*** TASK DATA Section Begins ***

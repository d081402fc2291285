use anyhow::{Context, Result};
use clap::Parser;
use std::fs::{self, OpenOptions};
use std::path::{Path, PathBuf};
use std::sync::Mutex;
use tracing::error;
use tracing_subscriber::fmt::writer::BoxMakeWriter;
use tracing_subscriber::{layer::SubscriberExt, util::SubscriberInitExt};

mod api;
mod cli;
mod config;
mod navigation;
mod pagination;
mod store;
mod tui;
mod utils;

use cli::Cli;

#[tokio::main]
async fn main() {
    // Set up panic hook for graceful error recovery
    std::panic::set_hook(Box::new(|panic_info| {
        error!("Application panicked: {}", panic_info);
        tui::reset_terminal();
        eprintln!("opsdesk panicked: {}", panic_info);
        std::process::exit(1);
    }));

    // Load environment variables from .env file
    let dotenv = dotenvy::dotenv();

    let cli = Cli::parse();

    if let Err(e) = init_logging(cli.debug, log_target(&cli)) {
        eprintln!("Failed to initialize logging: {}", e);
        std::process::exit(1);
    }

    if let Err(e) = dotenv {
        // Don't error if .env file doesn't exist, just log it
        tracing::debug!("No .env file found or error loading it: {}", e);
    }

    // Execute CLI command
    if let Err(e) = cli.execute().await {
        error!("Application error: {:#}", e);
        eprintln!("Error: {:#}", e);
        std::process::exit(1);
    }
}

enum LogTarget {
    Stderr,
    File(PathBuf),
    Discard,
}

/// Where logs go: the explicit `--log-file`, a file in the data dir while
/// the console owns the terminal, stderr otherwise
fn log_target(cli: &Cli) -> LogTarget {
    match &cli.log_file {
        Some(path) => LogTarget::File(path.clone()),
        None if cli.is_interactive() => match dirs::data_local_dir() {
            Some(dir) => LogTarget::File(dir.join("opsdesk").join("opsdesk.log")),
            None => LogTarget::Discard,
        },
        None => LogTarget::Stderr,
    }
}

fn open_log_file(path: &Path) -> Result<std::fs::File> {
    if let Some(parent) = path.parent().filter(|p| !p.as_os_str().is_empty()) {
        fs::create_dir_all(parent).with_context(|| format!("Failed to create log directory {}", parent.display()))?;
    }
    OpenOptions::new()
        .create(true)
        .append(true)
        .open(path)
        .with_context(|| format!("Failed to open log file {}", path.display()))
}

fn init_logging(debug: bool, target: LogTarget) -> Result<()> {
    let default_directive = if debug { "opsdesk=debug" } else { "opsdesk=warn" };
    let env_filter = if debug {
        tracing_subscriber::EnvFilter::new(default_directive)
    } else {
        tracing_subscriber::EnvFilter::try_from_default_env().unwrap_or_else(|_| default_directive.into())
    };

    let (writer, ansi) = match target {
        LogTarget::File(path) => (BoxMakeWriter::new(Mutex::new(open_log_file(&path)?)), false),
        LogTarget::Stderr => (BoxMakeWriter::new(std::io::stderr), true),
        LogTarget::Discard => (BoxMakeWriter::new(std::io::sink), false),
    };

    tracing_subscriber::registry()
        .with(env_filter)
        .with(tracing_subscriber::fmt::layer().with_writer(writer).with_ansi(ansi))
        .try_init()
        .map_err(|e| anyhow::anyhow!("Failed to initialize tracing: {}", e))?;

    Ok(())
}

*** TASK DATA Section Ends ***

Give back every record exactly.

▶ **WRITTEN REPLY**:
repository d081402fc2291285
use anyhow::{Context, Result};
use clap::Parser;
use std::fs::{self, OpenOptions};
use std::path::{Path, PathBuf};
use std::sync::Mutex;
use tracing::error;
use tracing_subscriber::fmt::writer::BoxMakeWriter;
use tracing_subscriber::{layer::SubscriberExt, util::SubscriberInitExt};

mod api;
mod cli;
mod config;
mod navigation;
mod pagination;
mod store;
mod tui;
mod utils;

use cli::Cli;

#[tokio::main]
async fn main() {
    // Set up panic hook for graceful error recovery
    std::panic::set_hook(Box::new(|panic_info| {
        error!("Application panicked: {}", panic_info);
        tui::reset_terminal();
        eprintln!("opsdesk panicked: {}", panic_info);
        std::process::exit(1);
    }));

    // Load environment variables from .env file
    let dotenv = dotenvy::dotenv();

    let cli = Cli::parse();

    if let Err(e) = init_logging(cli.debug, log_target(&cli)) {
        eprintln!("Failed to initialize logging: {}", e);
        std::process::exit(1);
    }

    if let Err(e) = dotenv {
        // Don't error if .env file doesn't exist, just log it
        tracing::debug!("No .env file found or error loading it: {}", e);
    }

    // Execute CLI command
    if let Err(e) = cli.execute().await {
        error!("Application error: {:#}", e);
        eprintln!("Error: {:#}", e);
        std::process::exit(1);
    }
}

enum LogTarget {
    Stderr,
    File(PathBuf),
    Discard,
}

/// Where logs go: the explicit `--log-file`, a file in the data dir while
/// the console owns the terminal, stderr otherwise
fn log_target(cli: &Cli) -> LogTarget {
    match &cli.log_file {
        Some(path) => LogTarget::File(path.clone()),
        None if cli.is_interactive() => match dirs::data_local_dir() {
            Some(dir) => LogTarget::File(dir.join("opsdesk").join("opsdesk.log")),
            None => LogTarget::Discard,
        },
        None => LogTarget::Stderr,
    }
}

fn open_log_file(path: &Path) -> Result<std::fs::File> {
    if let Some(parent) = path.parent().filter(|p| !p.as_os_str().is_empty()) {
        fs::create_dir_all(parent).with_context(|| format!("Failed to create log directory {}", parent.display()))?;
    }
    OpenOptions::new()
        .create(true)
        .append(true)
        .open(path)
        .with_context(|| format!("Failed to open log file {}", path.display()))
}

fn init_logging(debug: bool, target: LogTarget) -> Result<()> {
    let default_directive = if debug { "opsdesk=debug" } else { "opsdesk=warn" };
    let env_filter = if debug {
        tracing_subscriber::EnvFilter::new(default_directive)
    } else {
        tracing_subscriber::EnvFilter::try_from_default_env().unwrap_or_else(|_| default_directive.into())
    };

    let (writer, ansi) = match target {
        LogTarget::File(path) => (BoxMakeWriter::new(Mutex::new(open_log_file(&path)?)), false),
        LogTarget::Stderr => (BoxMakeWriter::new(std::io::stderr), true),
        LogTarget::Discard => (BoxMakeWriter::new(std::io::sink), false),
    };

    tracing_subscriber::registry()
        .with(env_filter)
        .with(tracing_subscriber::fmt::layer().with_writer(writer).with_ansi(ansi))
        .try_init()
        .map_err(|e| anyhow::anyhow!("Failed to initialize tracing: {}", e))?;

    Ok(())
}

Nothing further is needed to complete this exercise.